[Stored items from a collection]
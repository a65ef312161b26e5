//! Lazily loaded classifier handle shared by every assessment request.

use crate::model::{Capability, Classifier, ModelArtifact, ModelKind, PredictError};
use agrisk_kernel::domain::observation::{FallbackReason, ObservationInput};
use serde::Serialize;
use std::borrow::Cow;
use std::path::PathBuf;
use std::sync::{Arc, OnceLock};
use tracing::{info, warn};

/// Index of the "stressed" class in probability outputs.
pub const POSITIVE_CLASS: usize = 1;

#[agrisk_derive::agrisk_error]
pub enum GatewayError {
    #[error("Model unavailable{}: {reason}", format_context(.context))]
    ModelUnavailable { reason: Cow<'static, str>, context: Option<Cow<'static, str>> },
    #[error("Model inference failed{}: {source}", format_context(.context))]
    Inference { source: PredictError, context: Option<Cow<'static, str>> },
}

impl GatewayError {
    #[must_use]
    pub const fn fallback_reason(&self) -> FallbackReason {
        match self {
            Self::ModelUnavailable { .. } => FallbackReason::ModelUnavailable,
            Self::Inference { .. } => FallbackReason::InferenceError,
        }
    }
}

/// Outcome of the one-time load.
#[derive(Debug, Clone)]
enum ModelHandle {
    Ready(Arc<dyn Classifier>),
    Unavailable(Cow<'static, str>),
}

/// Snapshot of the gateway for the informational notice.
#[derive(Debug, Clone, PartialEq, Eq, Serialize)]
#[serde(rename_all = "camelCase")]
pub struct ModelStatus {
    pub loaded: bool,
    pub path: Option<PathBuf>,
    pub kind: Option<ModelKind>,
    pub capability: Option<Capability>,
    pub reason: Option<String>,
}

/// Loads the configured artifact at most once and serves inference from it.
#[derive(Debug)]
pub struct ModelGateway {
    path: Option<PathBuf>,
    handle: OnceLock<ModelHandle>,
}

impl ModelGateway {
    /// Gateway reading the artifact at `path` on first use.
    #[must_use]
    pub const fn new(path: Option<PathBuf>) -> Self {
        Self { path, handle: OnceLock::new() }
    }

    /// Gateway around an already constructed classifier.
    #[must_use]
    pub fn with_classifier(classifier: Arc<dyn Classifier>) -> Self {
        Self { path: None, handle: OnceLock::from(ModelHandle::Ready(classifier)) }
    }

    fn load(&self) -> &ModelHandle {
        self.handle.get_or_init(|| {
            let Some(path) = self.path.as_deref() else {
                info!("No model path configured, using simulated predictions");
                return ModelHandle::Unavailable("no model path configured".into());
            };

            match ModelArtifact::load(path) {
                Ok(artifact) => {
                    info!(
                        path = %path.display(),
                        kind = %artifact.kind(),
                        capability = %artifact.capability(),
                        "Stress model loaded"
                    );
                    ModelHandle::Ready(Arc::new(artifact))
                },
                Err(err) => {
                    warn!(path = %path.display(), error = %err, "Model not found, using simulated predictions");
                    ModelHandle::Unavailable(err.to_string().into())
                },
            }
        })
    }

    /// Loads the artifact now instead of on the first request.
    pub fn warm_up(&self) -> bool {
        matches!(self.load(), ModelHandle::Ready(_))
    }

    /// Probability of the stressed class, or the label as a decimal for label-only models.
    ///
    /// # Errors
    /// `ModelUnavailable` when no artifact could be loaded, `Inference` when the loaded
    /// classifier fails on this observation or yields a value outside `[0, 1]`.
    pub fn infer(&self, observation: &ObservationInput) -> Result<f64, GatewayError> {
        let classifier = match self.load() {
            ModelHandle::Ready(classifier) => classifier,
            ModelHandle::Unavailable(reason) => {
                return Err(GatewayError::ModelUnavailable { reason: reason.clone(), context: None });
            },
        };

        let features = observation.features();
        let value = match classifier.capability() {
            Capability::Probability => {
                let proba = classifier.predict_proba(&features)?;
                *proba
                    .get(POSITIVE_CLASS)
                    .ok_or(PredictError::TooFewClasses { classes: proba.len() })?
            },
            Capability::Label => classifier.predict(&features)?,
        };

        if !value.is_finite() {
            return Err(PredictError::NonFinite {}.into());
        }
        if !(0.0..=1.0).contains(&value) {
            return Err(PredictError::OutOfRange { value }.into());
        }
        Ok(value)
    }

    #[must_use]
    pub fn status(&self) -> ModelStatus {
        match self.load() {
            ModelHandle::Ready(classifier) => ModelStatus {
                loaded: true,
                path: self.path.clone(),
                kind: Some(classifier.kind()),
                capability: Some(classifier.capability()),
                reason: None,
            },
            ModelHandle::Unavailable(reason) => ModelStatus {
                loaded: false,
                path: self.path.clone(),
                kind: None,
                capability: None,
                reason: Some(reason.to_string()),
            },
        }
    }
}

● **Exercise aim**:
Using the data above, return each line that includes the word "ModelStatus".

● **Answer for the task**:
pub struct ModelStatus {
    pub fn status(&self) -> ModelStatus {
            ModelHandle::Ready(classifier) => ModelStatus {
            ModelHandle::Unavailable(reason) => ModelStatus {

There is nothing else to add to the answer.